F.   Tong-kouo-tzeu demanda à Tchoang-tzeu : Où est ce qu’on appelle le Principe ? — Partout, dit Tchoang-tzeu. — Par exemple ? demanda Tong-kouo-tzeu. — Par exemple dans cette fourmi, dit Tchoang-tzeu. — Et plus bas ? demanda Tong-kouo-tzeu. — Par exemple dans ce brin d’herbe. — Et plus bas ? — Dans ce fragment de tuile. — Et plus bas ? — Dans ce fumier, dans ce purin, dit Tchoang-tzeu. — Tong-kouo-tzeu ne demanda plus rien. — Alors Tchoang-tzeu prenant la parole, lui dit : Maître, interroger comme vous venez de faire ne vous mènera à rien. Ce procédé est trop imparfait.
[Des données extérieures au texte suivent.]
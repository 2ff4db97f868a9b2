//! LiveHub: per-user push channel
//!
//! Tracks live WebSocket sessions and routes push messages to them.
//!
//! ```text
//! PushWorker
//!       │ push_to_user / broadcast
//!       ▼
//! LiveHub
//!   ├── users:       user_id → [connection id]   (targeted pushes)
//!   └── connections: id → { user, group, state, tx }
//!                                            │ bounded mpsc
//!                                            ▼
//!                                   WS session (sink)
//! ```
//!
//! A connection is reserved in `Connecting` (counts toward the per-user
//! cap, receives nothing), becomes `Connected` once the socket is upgraded
//! and joins its role group, and is removed when its [`LiveConnection`]
//! is dropped. Delivery is at-most-once: pushes to a user with no live
//! connection are dropped.
//!
//! Handing a message to a connection never waits. A connection whose
//! buffer is full loses that message; the session side disconnects a
//! client whose socket write exceeds `push_timeout`.

use dashmap::DashMap;
use shared::error::AppError;
use shared::live::{LiveGroup, LiveMessage};
use shared::models::CurrentUser;
use std::sync::Arc;
use std::sync::atomic::{AtomicU64, Ordering};
use std::time::Duration;
use tokio::sync::mpsc;

/// Per-connection lifecycle
#[derive(Debug, Clone, Copy, PartialEq, Eq)]
pub enum ConnectionState {
    Connecting,
    Connected,
    Disconnected,
}

#[derive(Debug, Clone)]
pub struct LiveHubConfig {
    /// Outbound buffer per connection
    pub connection_buffer: usize,
    pub max_connections_per_user: usize,
    /// Upper bound for writing one message to the client socket
    pub push_timeout: Duration,
}

impl Default for LiveHubConfig {
    fn default() -> Self {
        Self {
            connection_buffer: 64,
            max_connections_per_user: 10,
            push_timeout: Duration::from_secs(2),
        }
    }
}

struct Entry {
    user_id: String,
    group: Option<LiveGroup>,
    state: ConnectionState,
    tx: mpsc::Sender<LiveMessage>,
}

struct HubInner {
    config: LiveHubConfig,
    next_id: AtomicU64,
    users: DashMap<String, Vec<u64>>,
    connections: DashMap<u64, Entry>,
}

#[derive(Clone)]
pub struct LiveHub {
    inner: Arc<HubInner>,
}

impl LiveHub {
    pub fn new(config: LiveHubConfig) -> Self {
        Self {
            inner: Arc::new(HubInner {
                config,
                next_id: AtomicU64::new(1),
                users: DashMap::new(),
                connections: DashMap::new(),
            }),
        }
    }

    /// Reserve a connection slot for `user` (state `Connecting`).
    ///
    /// Fails with `ResourceLimitExceeded` when the user already holds
    /// `max_connections_per_user` connections.
    pub fn connect(&self, user: &CurrentUser) -> Result<LiveConnection, AppError> {
        let max = self.inner.config.max_connections_per_user;
        let id = self.inner.next_id.fetch_add(1, Ordering::Relaxed);

        {
            let mut ids = self.inner.users.entry(user.id.clone()).or_default();
            if ids.len() >= max {
                let current = ids.len();
                return Err(AppError::resource_limit(format!(
                    "Too many live connections ({current}/{max})"
                )));
            }
            ids.push(id);
        }

        let (tx, rx) = mpsc::channel(self.inner.config.connection_buffer.max(1));
        self.inner.connections.insert(
            id,
            Entry {
                user_id: user.id.clone(),
                group: user.primary_group(),
                state: ConnectionState::Connecting,
                tx,
            },
        );

        Ok(LiveConnection {
            id,
            user_id: user.id.clone(),
            hub: self.clone(),
            rx,
        })
    }

    fn open(&self, id: u64) -> Option<LiveGroup> {
        let mut entry = self.inner.connections.get_mut(&id)?;
        entry.state = ConnectionState::Connected;
        entry.group
    }

    fn disconnect(&self, id: u64) {
        let Some((_, entry)) = self.inner.connections.remove(&id) else {
            return;
        };
        let now_empty = match self.inner.users.get_mut(&entry.user_id) {
            Some(mut ids) => {
                ids.retain(|c| *c != id);
                ids.is_empty()
            }
            None => false,
        };
        if now_empty {
            self.inner
                .users
                .remove_if(&entry.user_id, |_, ids| ids.is_empty());
        }
    }

    pub fn state(&self, id: u64) -> ConnectionState {
        self.inner
            .connections
            .get(&id)
            .map(|e| e.state)
            .unwrap_or(ConnectionState::Disconnected)
    }

    /// Connections (any state) currently held by a user
    pub fn connection_count(&self, user_id: &str) -> usize {
        self.inner.users.get(user_id).map(|ids| ids.len()).unwrap_or(0)
    }

    /// Connected sessions in a group
    pub fn group_size(&self, group: LiveGroup) -> usize {
        self.inner
            .connections
            .iter()
            .filter(|e| e.state == ConnectionState::Connected && e.group == Some(group))
            .count()
    }

    /// Deliver to every connected session of `user_id`.
    ///
    /// Returns the number of sessions that accepted the message.
    pub fn push_to_user(&self, user_id: &str, message: &LiveMessage) -> usize {
        let ids = match self.inner.users.get(user_id) {
            Some(ids) => ids.clone(),
            None => return 0,
        };
        let targets: Vec<_> = ids
            .iter()
            .filter_map(|id| {
                let entry = self.inner.connections.get(id)?;
                (entry.state == ConnectionState::Connected).then(|| (*id, entry.tx.clone()))
            })
            .collect();
        Self::deliver(targets, message)
    }

    /// Deliver to every connected session in `group`
    pub fn broadcast(&self, group: LiveGroup, message: &LiveMessage) -> usize {
        let targets: Vec<_> = self
            .inner
            .connections
            .iter()
            .filter(|e| e.state == ConnectionState::Connected && e.group == Some(group))
            .map(|e| (*e.key(), e.tx.clone()))
            .collect();
        Self::deliver(targets, message)
    }

    fn deliver(targets: Vec<(u64, mpsc::Sender<LiveMessage>)>, message: &LiveMessage) -> usize {
        let mut delivered = 0;
        for (id, tx) in targets {
            match tx.try_send(message.clone()) {
                Ok(()) => delivered += 1,
                Err(mpsc::error::TrySendError::Full(_)) => {
                    tracing::warn!(connection_id = id, "Live connection buffer full, message dropped");
                }
                Err(mpsc::error::TrySendError::Closed(_)) => {
                    tracing::debug!(connection_id = id, "Live connection closed during push");
                }
            }
        }
        delivered
    }
}

/// A reserved live connection; dropping it disconnects
pub struct LiveConnection {
    id: u64,
    user_id: String,
    hub: LiveHub,
    rx: mpsc::Receiver<LiveMessage>,
}

impl LiveConnection {
    pub fn id(&self) -> u64 {
        self.id
    }

    pub fn user_id(&self) -> &str {
        &self.user_id
    }

    pub fn state(&self) -> ConnectionState {
        self.hub.state(self.id)
    }

    /// Budget for one socket write of this session
    pub fn push_timeout(&self) -> Duration {
        self.hub.inner.config.push_timeout
    }

    /// Mark the connection `Connected` and join its role group
    pub fn open(&mut self) -> Option<LiveGroup> {
        self.hub.open(self.id)
    }

    /// Next outbound message
    pub async fn recv(&mut self) -> Option<LiveMessage> {
        self.rx.recv().await
    }
}

impl Drop for LiveConnection {
    fn drop(&mut self) {
        self.hub.disconnect(self.id);
    }
}
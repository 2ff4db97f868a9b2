//! Push worker
//!
//! Drains the outbound push queue into the [`LiveHub`]. Exits when every
//! dispatcher handle (and so the queue sender) is dropped.

use tokio::sync::mpsc;

use super::PushJob;
use crate::live::LiveHub;

pub struct PushWorker {
    hub: LiveHub,
}

impl PushWorker {
    pub fn new(hub: LiveHub) -> Self {
        Self { hub }
    }

    /// Run until the queue closes. Jobs are handled one at a time and
    /// handing off to a connection never waits, so pushes to a connection
    /// keep their enqueue order and a slow client cannot hold up others.
    pub async fn run(self, mut rx: mpsc::Receiver<PushJob>) {
        tracing::info!("Live push worker started");

        while let Some(job) = rx.recv().await {
            match job {
                PushJob::User { user_id, message } => {
                    let delivered = self.hub.push_to_user(&user_id, &message);
                    if delivered == 0 {
                        tracing::debug!(user_id = %user_id, "No live session, push dropped");
                    } else {
                        tracing::debug!(user_id = %user_id, delivered, "Live push delivered");
                    }
                }
                PushJob::Group { group, message } => {
                    let delivered = self.hub.broadcast(group, &message);
                    tracing::debug!(group = %group, delivered, "Live broadcast delivered");
                }
            }
        }

        tracing::info!("Live push queue closed, worker stopping");
    }
}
Il ressemble à celui de ces experts de marché, lesquels jugent sommairement de l’engraissage d’un cochon, en appuyant leur pied dessus (le pied faisant une empreinte plus ou moins profonde, selon que le porc est plus ou moins gras). Ne demandez pas si le Principe est dans ceci ou dans cela. Il est dans tous les êtres. C’est pour cela qu’on lui donne les épithètes de grand, de suprême, d’entier, d’universel, de total. Tous ces termes différents s’appliquent à une seule et même réalité, à l’unité cosmique.

  1. Ainsi Confucius est débouté de ses interrogations, et renvoyé à la contemplation, dont sa vie affairée de politicien le rend incapable.